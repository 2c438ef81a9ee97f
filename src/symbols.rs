use std::collections::HashMap;

use serde::{Deserialize, Serialize};

use crate::error::{Error, Result};
use crate::ir::{cube, Op, Type};

#[derive(Debug, Clone, PartialEq, Serialize, Deserialize)]
pub struct Variable {
    pub name: String,
    pub ty: Type,
    pub line: usize,
    pub col: usize,
    pub addr: usize,
}

/// A function record: ordered parameters (all Local addresses), the index
/// of its first body quadruple, and its local table.
#[derive(Debug, Clone, Serialize, Deserialize)]
pub struct Function {
    pub name: String,
    pub params: Vec<Variable>,
    pub start_quad: usize,
    locals: HashMap<String, Variable>,
}

/// Two-level symbol table: one global scope plus one local scope per
/// function. Lookups fall through local to global; functions live in the
/// global table only.
#[derive(Debug, Clone, Serialize, Deserialize)]
pub struct SymbolTable {
    globals: HashMap<String, Variable>,
    functions: HashMap<String, Function>,
    #[serde(skip)]
    current: Option<String>,
}

impl SymbolTable {
    pub fn new() -> Self {
        Self {
            globals: HashMap::new(),
            functions: HashMap::new(),
            current: None,
        }
    }

    pub fn add_global(&mut self, var: Variable) -> Result<()> {
        if self.globals.contains_key(&var.name) || self.functions.contains_key(&var.name) {
            return Err(Error::DuplicateName {
                name: var.name,
                line: var.line,
            });
        }
        self.globals.insert(var.name.clone(), var);
        Ok(())
    }

    pub fn add_local(&mut self, var: Variable) -> Result<()> {
        let Some(current) = self.current.clone() else {
            return self.add_global(var);
        };
        let Some(func) = self.functions.get_mut(&current) else {
            return Err(Error::Undeclared {
                name: current,
                line: var.line,
            });
        };
        if func.locals.contains_key(&var.name) {
            return Err(Error::DuplicateName {
                name: var.name,
                line: var.line,
            });
        }
        func.locals.insert(var.name.clone(), var);
        Ok(())
    }

    /// Register a function and seed its local scope with the parameters.
    pub fn add_function(
        &mut self,
        name: &str,
        params: Vec<Variable>,
        line: usize,
    ) -> Result<()> {
        if self.functions.contains_key(name) || self.globals.contains_key(name) {
            return Err(Error::DuplicateName {
                name: name.to_string(),
                line,
            });
        }
        let mut locals = HashMap::new();
        for p in &params {
            if locals.insert(p.name.clone(), p.clone()).is_some() {
                return Err(Error::DuplicateName {
                    name: p.name.clone(),
                    line: p.line,
                });
            }
        }
        self.functions.insert(
            name.to_string(),
            Function {
                name: name.to_string(),
                params,
                start_quad: 0,
                locals,
            },
        );
        Ok(())
    }

    pub fn enter_function(&mut self, name: &str, line: usize) -> Result<()> {
        if !self.functions.contains_key(name) {
            return Err(Error::Undeclared {
                name: name.to_string(),
                line,
            });
        }
        self.current = Some(name.to_string());
        Ok(())
    }

    pub fn exit_function(&mut self) {
        self.current = None;
    }

    /// Local-then-global lookup.
    pub fn lookup(&self, name: &str) -> Option<&Variable> {
        if let Some(f) = self.current.as_ref().and_then(|c| self.functions.get(c)) {
            if let Some(v) = f.locals.get(name) {
                return Some(v);
            }
        }
        self.globals.get(name)
    }

    pub fn get_type(&self, name: &str, line: usize) -> Result<Type> {
        self.lookup(name)
            .map(|v| v.ty)
            .ok_or_else(|| Error::Undeclared {
                name: name.to_string(),
                line,
            })
    }

    pub fn get_address(&self, name: &str, line: usize) -> Result<usize> {
        self.lookup(name)
            .map(|v| v.addr)
            .ok_or_else(|| Error::Undeclared {
                name: name.to_string(),
                line,
            })
    }

    pub fn validate_assignment(&self, name: &str, line: usize) -> Result<()> {
        if self.lookup(name).is_none() {
            return Err(Error::Undeclared {
                name: name.to_string(),
                line,
            });
        }
        Ok(())
    }

    /// Arity and per-position type check of a call. Each argument must be
    /// assignable to its parameter under the cube's `=` rule.
    pub fn validate_call(&self, name: &str, line: usize, args: &[Type]) -> Result<()> {
        let func = self.functions.get(name).ok_or_else(|| Error::Undeclared {
            name: name.to_string(),
            line,
        })?;
        if func.params.len() != args.len() {
            return Err(Error::ArityMismatch {
                name: name.to_string(),
                line,
                expected: func.params.len(),
                got: args.len(),
            });
        }
        for (i, (param, &arg)) in func.params.iter().zip(args).enumerate() {
            if cube(Op::Assign, param.ty, arg).is_none() {
                return Err(Error::ArgTypeMismatch {
                    name: name.to_string(),
                    line,
                    index: i + 1,
                    expected: param.ty,
                    got: arg,
                });
            }
        }
        Ok(())
    }

    pub fn set_function_start(&mut self, name: &str, quad: usize) {
        if let Some(f) = self.functions.get_mut(name) {
            f.start_quad = quad;
        }
    }

    pub fn function_start(&self, name: &str, line: usize) -> Result<usize> {
        self.functions
            .get(name)
            .map(|f| f.start_quad)
            .ok_or_else(|| Error::Undeclared {
                name: name.to_string(),
                line,
            })
    }

    /// The VM resolves `param k` through this.
    pub fn function(&self, name: &str) -> Option<&Function> {
        self.functions.get(name)
    }
}

impl Default for SymbolTable {
    fn default() -> Self {
        Self::new()
    }
}

#[cfg(test)]
mod tests {
    use super::*;

    fn var(name: &str, ty: Type, addr: usize) -> Variable {
        Variable {
            name: name.to_string(),
            ty,
            line: 1,
            col: 1,
            addr,
        }
    }

    #[test]
    fn duplicate_global_is_rejected() {
        let mut st = SymbolTable::new();
        st.add_global(var("x", Type::Int, 1000)).unwrap();
        assert!(matches!(
            st.add_global(var("x", Type::Float, 2000)),
            Err(Error::DuplicateName { .. })
        ));
    }

    #[test]
    fn local_shadows_global() {
        let mut st = SymbolTable::new();
        st.add_global(var("x", Type::Int, 1000)).unwrap();
        st.add_function("f", vec![], 1).unwrap();
        st.enter_function("f", 1).unwrap();
        st.add_local(var("x", Type::Float, 6000)).unwrap();
        assert_eq!(st.get_address("x", 2).unwrap(), 6000);
        assert_eq!(st.get_type("x", 2).unwrap(), Type::Float);
        st.exit_function();
        assert_eq!(st.get_address("x", 3).unwrap(), 1000);
    }

    #[test]
    fn local_lookup_falls_through_to_global() {
        let mut st = SymbolTable::new();
        st.add_global(var("g", Type::Int, 1000)).unwrap();
        st.add_function("f", vec![], 1).unwrap();
        st.enter_function("f", 1).unwrap();
        assert_eq!(st.get_address("g", 2).unwrap(), 1000);
    }

    #[test]
    fn undeclared_lookup_fails() {
        let st = SymbolTable::new();
        assert!(matches!(
            st.get_type("ghost", 4),
            Err(Error::Undeclared { line: 4, .. })
        ));
    }

    #[test]
    fn call_validation_checks_arity_and_types() {
        let mut st = SymbolTable::new();
        st.add_function(
            "f",
            vec![var("a", Type::Int, 5000), var("b", Type::Float, 6000)],
            1,
        )
        .unwrap();

        st.validate_call("f", 2, &[Type::Int, Type::Float]).unwrap();
        // int widens into a float parameter
        st.validate_call("f", 2, &[Type::Int, Type::Int]).unwrap();
        assert!(matches!(
            st.validate_call("f", 2, &[Type::Int]),
            Err(Error::ArityMismatch { .. })
        ));
        assert!(matches!(
            st.validate_call("f", 2, &[Type::Float, Type::Float]),
            Err(Error::ArgTypeMismatch { index: 1, .. })
        ));
        assert!(matches!(
            st.validate_call("g", 2, &[]),
            Err(Error::Undeclared { .. })
        ));
    }

    #[test]
    fn function_start_quad_updates() {
        let mut st = SymbolTable::new();
        st.add_function("f", vec![], 1).unwrap();
        st.set_function_start("f", 17);
        assert_eq!(st.function_start("f", 1).unwrap(), 17);
    }
}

◆ **Task**: Each line above with the word "args" needs to be copied.

◆ **Finished task**:
    pub fn validate_call(&self, name: &str, line: usize, args: &[Type]) -> Result<()> {
        if func.params.len() != args.len() {
                got: args.len(),
        for (i, (param, &arg)) in func.params.iter().zip(args).enumerate() {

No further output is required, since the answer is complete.